The documentary film 'Dram' was made by director and producer Yulian Ulybin in cooperation with the Museum of Civilian Voices. One of the film's protagonists, Liza, entrusted her story to the museum, which then passed it on to the film team. The film was presented at the 14th Odesa International Film Festival in 2023.

The short film 'Mariupol Survivors' won the Best International Film category at the annual Santa Fe Film Festival. The film includes fragments of three stories from the archives of the Museum of Civilian Voices, which tell the story of the tragedies experienced by the people of Mariupol.

The documentary '20 Days in Mariupol' was made by a Ukrainian team consisting of war correspondent, AP videographer, and director Mstyslav Chernov, photojournalist Yevhen Malolietka, and producer Vasilisa Stepanenko. In 2024, the film won an Oscar in the Best Documentary category. The film is based on the events in Mariupol in March 2022. The medics who saved lives during the blockade of the city entrusted their stories to the Museum of Civilian Voices.

== Awards ==
In 2022, the Museum of Civilian Voices won The Drum Awards for Social Purpose in the Best Response to Change category!

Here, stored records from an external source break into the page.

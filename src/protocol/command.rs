//! Request definitions
//!
//! Represents messages from clients.

use serde::{Deserialize, Deserializer, Serialize};
use serde_json::{Map, Value};

// =============================================================================
// Command Names
// =============================================================================

pub const CMD_READ_KEY: &str = "read-key";
pub const CMD_READ_BULK: &str = "read-bulk";
pub const CMD_READ_PREFIX: &str = "read-prefix";
pub const CMD_WRITE_KEY: &str = "write-key";
pub const CMD_WRITE_BULK: &str = "write-bulk";
pub const CMD_SUBSCRIBE_KEY: &str = "subscribe-key";
pub const CMD_UNSUBSCRIBE_KEY: &str = "unsubscribe-key";
pub const CMD_SUBSCRIBE_PREFIX: &str = "subscribe-prefix";
pub const CMD_UNSUBSCRIBE_PREFIX: &str = "unsubscribe-prefix";
pub const CMD_PROTO_VERSION: &str = "proto-version";
pub const CMD_LIST_KEYS: &str = "list-keys";

/// Every command the server understands
pub const COMMAND_NAMES: [&str; 11] = [
    CMD_READ_KEY,
    CMD_READ_BULK,
    CMD_READ_PREFIX,
    CMD_WRITE_KEY,
    CMD_WRITE_BULK,
    CMD_SUBSCRIBE_KEY,
    CMD_UNSUBSCRIBE_KEY,
    CMD_SUBSCRIBE_PREFIX,
    CMD_UNSUBSCRIBE_PREFIX,
    CMD_PROTO_VERSION,
    CMD_LIST_KEYS,
];

/// Protocol version returned by `proto-version`; bump on any message shape change
pub const PROTO_VERSION: u32 = 1;

// =============================================================================
// Messages
// =============================================================================

/// First frame of every connection
#[derive(Debug, Clone, Default, PartialEq, Eq, Serialize, Deserialize)]
#[serde(deny_unknown_fields)]
pub struct ClientHello {
    /// Prefix applied to every key this client uses
    #[serde(default)]
    pub namespace: String,
}

/// A client request
///
/// `data` is loosely typed; each handler validates the fields it needs.
#[derive(Debug, Clone, Default, PartialEq, Serialize, Deserialize)]
pub struct Request {
    pub command: String,

    #[serde(default, deserialize_with = "null_as_empty")]
    pub data: Map<String, Value>,

    #[serde(rename = "requestID", default)]
    pub request_id: String,
}

impl Request {
    /// Build a request
    pub fn new(command: impl Into<String>, data: Map<String, Value>, request_id: impl Into<String>) -> Self {
        Self {
            command: command.into(),
            data,
            request_id: request_id.into(),
        }
    }

    /// A field of `data`, if present
    pub fn field(&self, name: &str) -> Option<&Value> {
        self.data.get(name)
    }

    /// A string field of `data`; `None` if absent or not a string
    pub fn str_field(&self, name: &str) -> Option<&str> {
        self.data.get(name).and_then(Value::as_str)
    }
}

fn null_as_empty<'de, D>(deserializer: D) -> Result<Map<String, Value>, D::Error>
where
    D: Deserializer<'de>,
{
    Option::<Map<String, Value>>::deserialize(deserializer).map(Option::unwrap_or_default)
}
//! WAL Recovery
//!
//! Handles crash recovery by replaying the WAL.

use std::fs::OpenOptions;
use std::path::Path;

use crate::error::{Result, TideError};

use super::{WalEntry, WalReader};

/// Handles WAL recovery after crash
pub struct WalRecovery;

/// Result of a recovery operation
#[derive(Debug, Default, Clone, PartialEq, Eq)]
pub struct RecoveryResult {
    /// Number of records successfully recovered
    pub entries_recovered: u64,

    /// Number of damaged records discarded (0 or 1: recovery stops at the first)
    pub entries_corrupted: u64,

    /// Last valid LSN (0 if none)
    pub last_lsn: u64,

    /// Whether the WAL was (or, for `verify`, would be) truncated
    pub was_truncated: bool,

    /// Byte length of the valid prefix of the file
    pub valid_len: u64,
}

impl WalRecovery {
    /// Recover records from a WAL file
    ///
    /// This will:
    /// 1. Read all valid records in order
    /// 2. Stop at the first torn, corrupted or out-of-order record
    /// 3. Truncate the file to the end of the last valid record
    /// 4. Return the valid records
    pub fn recover(path: &Path) -> Result<(Vec<WalEntry>, RecoveryResult)> {
        let (entries, result) = Self::scan(path)?;

        if result.was_truncated {
            let file = OpenOptions::new().write(true).open(path)?;
            file.set_len(result.valid_len)?;
            file.sync_all()?;
            tracing::warn!(
                path = %path.display(),
                valid_len = result.valid_len,
                last_lsn = result.last_lsn,
                "truncated damaged WAL tail"
            );
        }

        Ok((entries, result))
    }

    /// Verify integrity of a WAL file without modifying it
    pub fn verify(path: &Path) -> Result<RecoveryResult> {
        Self::scan(path).map(|(_, result)| result)
    }

    fn scan(path: &Path) -> Result<(Vec<WalEntry>, RecoveryResult)> {
        let file_len = std::fs::metadata(path)?.len();
        let mut reader = WalReader::open(path)?;
        let mut entries = Vec::new();
        let mut result = RecoveryResult::default();

        loop {
            match reader.next_entry() {
                Ok(Some(entry)) => {
                    if entry.lsn <= result.last_lsn {
                        tracing::warn!(
                            lsn = entry.lsn,
                            previous = result.last_lsn,
                            "non-increasing LSN in WAL"
                        );
                        result.entries_corrupted += 1;
                        break;
                    }
                    result.last_lsn = entry.lsn;
                    result.entries_recovered += 1;
                    result.valid_len = reader.position();
                    entries.push(entry);
                }
                Ok(None) => break,
                Err(TideError::WalTruncated(reason)) => {
                    tracing::debug!(path = %path.display(), %reason, "torn WAL tail");
                    break;
                }
                Err(TideError::WalCorruption(reason)) => {
                    tracing::warn!(path = %path.display(), %reason, "corrupted WAL record");
                    result.entries_corrupted += 1;
                    break;
                }
                Err(e) => return Err(e),
            }
        }

        result.was_truncated = result.valid_len < file_len;
        Ok((entries, result))
    }
}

In 2023, the International Public Relations Association (IPRA) announced the winners of the IPRA Golden World Awards — a prestigious international award in the field of public relations. The Museum of Civilian Voices won in all three categories in which it became a finalist:
• Community engagement;
• Country, region and city;
• NGO campaign.

Also, in 2023, the Museum of Civilian Voices by the Rinat Akhmetov Foundation became a member of the Oral History Association (OHA) — an international oral history association based in Waco, Texas, USA.